Old Lady Leary Left Her Lantern in the Shed
May 16, 2007 8:53 AM   Subscribe

The Chicago Fire and the Web of Memory compiles a fascinating array of primary sources about the 1871 fire that destroyed 4 square miles of the city of Chicago, killing hundreds and leaving nearly one out of five residents homeless. Explore 3D images, music [embedded], children's drawings, and personal recollections. See also a pictorial survey of the damage, including fused marbles and metal hardware, related documents and images at the Library of Congress, and an exoneration of Mrs. O'Leary and her bovine companion, along with a suggestion by John Lienhart that police corruption and class struggle were more to blame than a cow [embedded audio].
posted by Miko (9 comments total) 6 users marked this as a favorite
Interesting side note: The familiar Chicago Fire song is a parody of a popular song, "A Hot Time in the Old Town," composed by a Theodore Metz. He wrote it in the minstrel style about a fire in New Orleans, several years after the Chicago Fire had taken place. Apparently the song didn't become associated with the Chicago Fire until it appeared in a movie in the 1930s - can't find any detail about this movie yet. An interesting song history.
posted by Miko at 9:03 AM on May 16, 2007

I'd love to hear some sort of recreation by the fire department using the current rules and procedures. I wonder if this would get past a full still or still & box if it were to happen today.
posted by @homer at 9:16 AM on May 16, 2007

Great post, Miko. Thank you. The article about Mrs. O'Leary was especially intriguing:

"Kate O'Leary, unfortunately, never got to enjoy any of this. She bemoaned her own losses by the fire, which included all the animals in the barn except the calf, but otherwise she tried to avoid the unwanted attention, including offers from promoters. She and her family moved to a series of homes around 50th and Halsted, where journalists would seek her out for interviews in early October. She would ignore them or chase them away, and they in turn would make up stories that revived the old stereotypes about the unwashed poor."

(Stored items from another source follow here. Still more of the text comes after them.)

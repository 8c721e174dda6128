//! Effect scripts as data.
//!
//! Every card and zone effect is an [`EffectScript`]: an ordered list of
//! [`Step`]s from a closed set. Steps never hold closures, so a card can
//! embed any other card's script by id and a suspended script can be
//! cloned, inspected and serialized mid-flight.

use serde::{Deserialize, Serialize};

use super::targeting::{AgeRule, CardRef, DiscardSelector, OpponentFilter, ZoneRule};
use crate::cards::CardId;
use crate::ledger::Shortfall;
use crate::triggers::TriggerCategory;

/// A quantity a step reads when it executes.
#[derive(Clone, Copy, Debug, PartialEq, Eq, Hash, Serialize, Deserialize)]
pub enum Amount {
    Fixed(u32),
    /// Cards discarded so far by this script.
    Discarded,
    /// Cards drawn so far by this script.
    Drawn,
    /// The running zone's hourglass.
    Hourglass,
}

impl From<u32> for Amount {
    fn from(n: u32) -> Self {
        Amount::Fixed(n)
    }
}

/// Predicate for [`Step::If`].
#[derive(Clone, Debug, PartialEq, Eq, Hash, Serialize, Deserialize)]
pub enum Condition {
    /// The actor rules the Age (alone, when `sole`).
    RulesAge { age: AgeRule, sole: bool },
    /// The running zone's hourglass is at least this high.
    HourglassAtLeast(u8),
    CoinsAtLeast(u32),
    HandAtLeast(usize),
    /// This script has discarded at least this many cards.
    DiscardedAtLeast(u32),
    Not(Box<Condition>),
}

impl Condition {
    #[must_use]
    pub fn negate(self) -> Self {
        Condition::Not(Box::new(self))
    }
}

/// One labelled option of a [`Step::ConditionalChoice`].
#[derive(Clone, Debug, PartialEq, Eq, Hash, Serialize, Deserialize)]
pub struct ChoiceBranch {
    pub label: String,
    pub steps: Vec<Step>,
}

impl ChoiceBranch {
    pub fn new(label: impl Into<String>, steps: impl IntoIterator<Item = Step>) -> Self {
        Self {
            label: label.into(),
            steps: steps.into_iter().collect(),
        }
    }
}

/// Which script a [`Step::SubEffect`] runs.
#[derive(Clone, Copy, Debug, PartialEq, Eq, Hash, Serialize, Deserialize)]
pub enum SubEffect {
    /// Another card's play script.
    Card(CardId),
    /// The play script of a hand card the actor picks. The card stays in hand.
    ChooseFromHand,
    /// A held perpetual's reactive script, optionally bound to a hand card.
    ReplayPerpetual { with_hand_card: bool },
}

/// A single instruction of an effect script.
///
/// Steps that cannot do anything (nothing to pay with, nothing to
/// discard, no crown to move) are silent no-ops. Only malformed scripts
/// produce errors.
#[derive(Clone, Debug, PartialEq, Eq, Hash, Serialize, Deserialize)]
pub enum Step {
    GainCoins(Amount),
    LoseCoins { amount: Amount, shortfall: Shortfall },
    DrawCards(Amount),
    DiscardCards(DiscardSelector),
    MoveToZone(ZoneRule),
    AdvanceCrown(AgeRule),
    RetreatCrown(AgeRule),
    AddPerpetual { card: CardRef, category: TriggerCategory },
    RemovePerpetual { card: CardRef, category: Option<TriggerCategory> },
    ConditionalChoice {
        prompt: String,
        branches: Vec<ChoiceBranch>,
        declinable: bool,
    },
    SubEffect(SubEffect),
    If {
        condition: Condition,
        then: Vec<Step>,
        otherwise: Vec<Step>,
    },
    /// Play a hand card, running its play script `times` times.
    PlayFromHand { times: u8 },
    /// Give a hand card to the next player in turn order.
    PassCard,
    GrantActions(u32),
    ExtraTurn,
    ForEachOpponent { filter: OpponentFilter, steps: Vec<Step> },
    TickHourglass,
    ResetHourglass,
    /// Rebind a simulated zone to its real definition.
    BecomeReal,
    ChangeHistory,
    PlaceBase,
    PlaceHq,
}

impl Step {
    #[must_use]
    pub fn gain(n: u32) -> Self {
        Step::GainCoins(Amount::Fixed(n))
    }

    #[must_use]
    pub fn lose(n: u32, shortfall: Shortfall) -> Self {
        Step::LoseCoins {
            amount: Amount::Fixed(n),
            shortfall,
        }
    }

    #[must_use]
    pub fn draw(n: u32) -> Self {
        Step::DrawCards(Amount::Fixed(n))
    }

    /// Install the running card as a perpetual under `category`.
    #[must_use]
    pub fn perpetual(category: TriggerCategory) -> Self {
        Step::AddPerpetual {
            card: CardRef::This,
            category,
        }
    }

    #[must_use]
    pub fn discard_one(optional: bool) -> Self {
        Step::DiscardCards(DiscardSelector::One { optional })
    }

    #[must_use]
    pub fn when(condition: Condition, then: impl IntoIterator<Item = Step>) -> Self {
        Step::If {
            condition,
            then: then.into_iter().collect(),
            otherwise: Vec::new(),
        }
    }

    #[must_use]
    pub fn choice(prompt: impl Into<String>, branches: impl IntoIterator<Item = ChoiceBranch>) -> Self {
        Step::ConditionalChoice {
            prompt: prompt.into(),
            branches: branches.into_iter().collect(),
            declinable: false,
        }
    }
}

/// An ordered list of steps.
#[derive(Clone, Debug, Default, PartialEq, Eq, Hash, Serialize, Deserialize)]
#[serde(transparent)]
pub struct EffectScript {
    steps: Vec<Step>,
}

impl EffectScript {
    pub fn new(steps: impl IntoIterator<Item = Step>) -> Self {
        Self {
            steps: steps.into_iter().collect(),
        }
    }

    #[must_use]
    pub fn steps(&self) -> &[Step] {
        &self.steps
    }

    #[must_use]
    pub fn len(&self) -> usize {
        self.steps.len()
    }

    #[must_use]
    pub fn is_empty(&self) -> bool {
        self.steps.is_empty()
    }
}

impl From<Vec<Step>> for EffectScript {
    fn from(steps: Vec<Step>) -> Self {
        Self { steps }
    }
}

Of course I had heard the legend of Mrs. O"Leary's cow, but hadn't, until now, thought much about what the aftermath must have meant for her and her family.
posted by LeeJay at 9:27 AM on May 16, 2007

On the same day as the Chicago Fire a much greater loss of life and property occured during the lesser known Peshtigo Fire.
posted by X4ster at 9:31 AM on May 16, 2007

The 1937 Hollywood blockbuster "In Old Chicago" tells the fictionalized story of the O'Leary family in the aftermath of the fire.
posted by Floydd at 9:34 AM on May 16, 2007

posted by chimaera at 9:39 AM on May 16, 2007

Cool, Floydd...Nothing in the soundtrack listing looks like "Hot Time," but it's a lead.
posted by Miko at 9:55 AM on May 16, 2007

The Great Chicago Fire was weaksauce. The Peshtigo Fire is the new hotness. (no pun intended)
posted by Bonzai at 9:57 AM on May 16, 2007

"Copyright © 1996"

The best of the web for 11 years and counting! It's good to know that some things on the net stand the test of time and do not just lie of link rot.

Way to go, Carl!
posted by Quinbus Flestrin at 9:04 PM on May 16, 2007

« Older Vigilante Justice is Blind   |   Brotherly Love. Newer »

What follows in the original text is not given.